En el caso colombiano no se ha podido llegar aún a la aceptación plena de la existencia del genocidio, bien sea como parte de la violencia del conflicto armado o como parte de la violencia general. No obstante, difícilmente se puede desconocer que en el país -en especial en sus zonas rurales- se han cometido toda clase de actos criminales durante períodos prolongados, y que hay poblaciones y grupos que han sido afectados -bien sea en forma sucesiva o simultánea- por tipos de accionar provenientes de distintos actores.

Existe un efecto acumulativo de la violencia prolongada sobre las colectividades. Uno de los hechos que me ha impactado en la experiencia de documentar y denunciar casos de personas u organizaciones víctimas es la constatación de que la mayoría de sus testimonios revelan que han sido objeto de varias formas de ataque, abuso y ultraje en diferentes momentos. En muchos de esos casos la violencia primigenia ha dado origen a otras, especialmente cuando las personas, comunidades, organizaciones y movimientos sociales víctimas asumen la decisión de exigir justicia, reclamar tierras despojadas, y ejerce formas de resistencia política. De ahí que la genealogía de los crímenes perpetrados, su correcta tipificación, la relación que guardan las cadenas criminales es un aspecto esencial de la tarea de explicar lo ocurrido del modo más completo posible, y de evitar toda forma de negacionismo e impunidad.

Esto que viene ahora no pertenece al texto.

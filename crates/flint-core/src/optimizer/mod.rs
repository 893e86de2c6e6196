//! The heuristic optimizer (§4.3): a fixed chain of semantics-preserving
//! rewrites applied once, in order, to a bound plan.
//!
//! The specification describes strategies as `visit(node, ctx)` callbacks
//! over a graph with a side-table of node ids. Since [`LogicalPlan`] here is
//! an owned recursive tree, each strategy is instead a plain
//! `LogicalPlan -> LogicalPlan` transform that consumes and rebuilds the
//! tree; "detach a predicate and carry it" becomes "return it out of the
//! recursive call instead of re-wrapping the node."
//!
//! The order here is the one the specification canonicalizes in §4.3 over
//! an earlier, conflicting ordering found in the source material (§9
//! REDESIGN FLAGS) — see DESIGN.md.

mod boolean;
mod predicate;
mod structural;

use crate::expr::Expr;
use crate::logical::{LogicalPlan, Step};

pub fn optimize(plan: LogicalPlan) -> LogicalPlan {
    let plan = boolean::simplify(plan);
    let plan = predicate::split_conjunctive(plan);
    let plan = boolean::constant_fold(plan);
    let plan = boolean::predicate_rewrite(plan);
    let plan = predicate::pushdown(plan);
    let plan = structural::projection_pushdown(plan);
    let plan = structural::eliminate_redundant(plan);
    structural::fuse_operators(plan)
}

/// Every expression slot a `Step` owns directly (not recursing into child
/// plan nodes), mutable. Shared by the expression-local strategies.
pub(crate) fn step_expr_slots_mut(step: &mut Step) -> Vec<&mut Expr> {
    match step {
        Step::FunctionDataset(fd) => fd.args.iter_mut().collect(),
        Step::Filter(f) => vec![&mut f.condition],
        Step::Join(j) => {
            let mut v = Vec::new();
            if let Some(on) = j.on.as_mut() {
                v.push(on);
            }
            if let Some(unnest) = j.unnest_column.as_mut() {
                v.push(unnest);
            }
            v
        }
        Step::AggregateAndGroup(a) => a
            .groups
            .iter_mut()
            .chain(a.aggregates.iter_mut())
            .chain(a.all_identifiers.iter_mut())
            .collect(),
        Step::Distinct(d) => d.on.as_mut().map(|v| v.iter_mut().collect()).unwrap_or_default(),
        Step::Project(p) => p.columns.iter_mut().chain(p.order_by_columns.iter_mut()).collect(),
        Step::Order(o) => o.order_by.iter_mut().map(|(e, _)| e).collect(),
        Step::Exit(e) => e.columns.iter_mut().collect(),
        Step::Set(s) => vec![&mut s.value],
        _ => Vec::new(),
    }
}

/// Read-only counterpart of [`step_expr_slots_mut`], used by strategies that
/// only need to observe expressions (e.g. `ProjectionPushdown`'s reference
/// collection).
pub(crate) fn step_expr_refs(step: &Step) -> Vec<&Expr> {
    match step {
        Step::FunctionDataset(fd) => fd.args.iter().collect(),
        Step::Filter(f) => vec![&f.condition],
        Step::Join(j) => {
            let mut v = Vec::new();
            if let Some(on) = j.on.as_ref() {
                v.push(on);
            }
            if let Some(unnest) = j.unnest_column.as_ref() {
                v.push(unnest);
            }
            v
        }
        Step::AggregateAndGroup(a) => a
            .groups
            .iter()
            .chain(a.aggregates.iter())
            .chain(a.all_identifiers.iter())
            .collect(),
        Step::Distinct(d) => d.on.as_ref().map(|v| v.iter().collect()).unwrap_or_default(),
        Step::Project(p) => p.columns.iter().chain(p.order_by_columns.iter()).collect(),
        Step::Order(o) => o.order_by.iter().map(|(e, _)| e).collect(),
        Step::Exit(e) => e.columns.iter().collect(),
        Step::Set(s) => vec![&s.value],
        _ => Vec::new(),
    }
}

/// Apply `f` bottom-up to every expression reachable from `plan`, including
/// expressions nested inside scalar subqueries.
pub(crate) fn map_all_exprs(plan: &mut LogicalPlan, f: &mut dyn FnMut(&mut Expr)) {
    for slot in step_expr_slots_mut(&mut plan.step) {
        walk_expr_mut(slot, f);
    }
    for child in plan.children.iter_mut() {
        map_all_exprs(child, f);
    }
}

fn walk_expr_mut(expr: &mut Expr, f: &mut dyn FnMut(&mut Expr)) {
    for child in expr.children_mut() {
        walk_expr_mut(child, f);
    }
    if let crate::expr::ExprKind::Subquery(plan) = &mut expr.kind {
        map_all_exprs(plan, f);
    }
    f(expr);
}

#[cfg(test)]
mod tests {
    use super::*;
    use crate::binder::bind;
    use crate::catalog::{Catalog, DatasetDescriptor};
    use crate::logical::lower::lower_statement;
    use crate::schema::{Column, RelationSchema};
    use flint_error::Result;
    use flint_types::{DataType, ScalarValue};

    struct TestCatalog;

    impl Catalog for TestCatalog {
        fn resolve_dataset(&self, relation: &str) -> Result<DatasetDescriptor> {
            let mut schema = RelationSchema::new(relation);
            schema.push(Column::new_flat("id", DataType::Int64, relation));
            schema.push(Column::new_flat("name", DataType::Utf8, relation));
            Ok(DatasetDescriptor {
                schema,
                connector_name: "memory".to_string(),
                cacheable: false,
                partitionable: false,
            })
        }
        fn session_variable(&self, _name: &str) -> Option<ScalarValue> {
            None
        }
    }

    fn optimized(sql: &str) -> LogicalPlan {
        let stmts = flint_parser::parse_statements(sql).unwrap();
        let mut plan = lower_statement(&stmts[0]).unwrap();
        bind(&mut plan, &TestCatalog).unwrap();
        optimize(plan)
    }

    #[test]
    fn projection_pushdown_restricts_scan_columns() {
        let plan = optimized("SELECT id FROM widgets");
        let mut node = &plan;
        while !matches!(node.step, Step::Scan(_)) {
            node = &node.children[0];
        }
        if let Step::Scan(scan) = &node.step {
            assert_eq!(scan.columns.as_ref().unwrap().len(), 1);
        }
    }

    #[test]
    fn identity_projection_is_removed() {
        let plan = optimized("SELECT id, name FROM widgets");
        // The only Project left, if any, is one that actually reorders or
        // renames; a pure passthrough of the Scan's own columns collapses.
        let mut projects = 0;
        plan.walk_pre_order(&mut |p| {
            if matches!(p.step, Step::Project(_)) {
                projects += 1;
            }
        });
        assert_eq!(projects, 0);
    }
}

Aunque en Colombia no se han presentado procesos de exterminio en escalas similares a las de genocidios sancionados en el contexto internacional, se puede constatar que ese cuadro de criminalidad compleja de colectividades étnicas, sociales y políticas ha tenido con frecuencia como resultado no solo la eliminación de muchos de sus dirigentes e integrantes, sino su exterminio total o parcial[1]. Por eso, la normatividad vigente en el país incluye en la definición del concepto de genocidio, a diferencia de los tratados internacionales, la aniquilación de grupos políticos[2]. En la legislación nacional, entonces, hace parte del genocidio intentar destruir o destruir total o parcialmente un grupo por razones políticas e intentar ocasionar u ocasionar la muerte a sus miembros por razón de su pertenencia al mismo. La realidad factica e histórica ha tenido que traducirse, por lo tanto, en una realidad normativa que la expresa.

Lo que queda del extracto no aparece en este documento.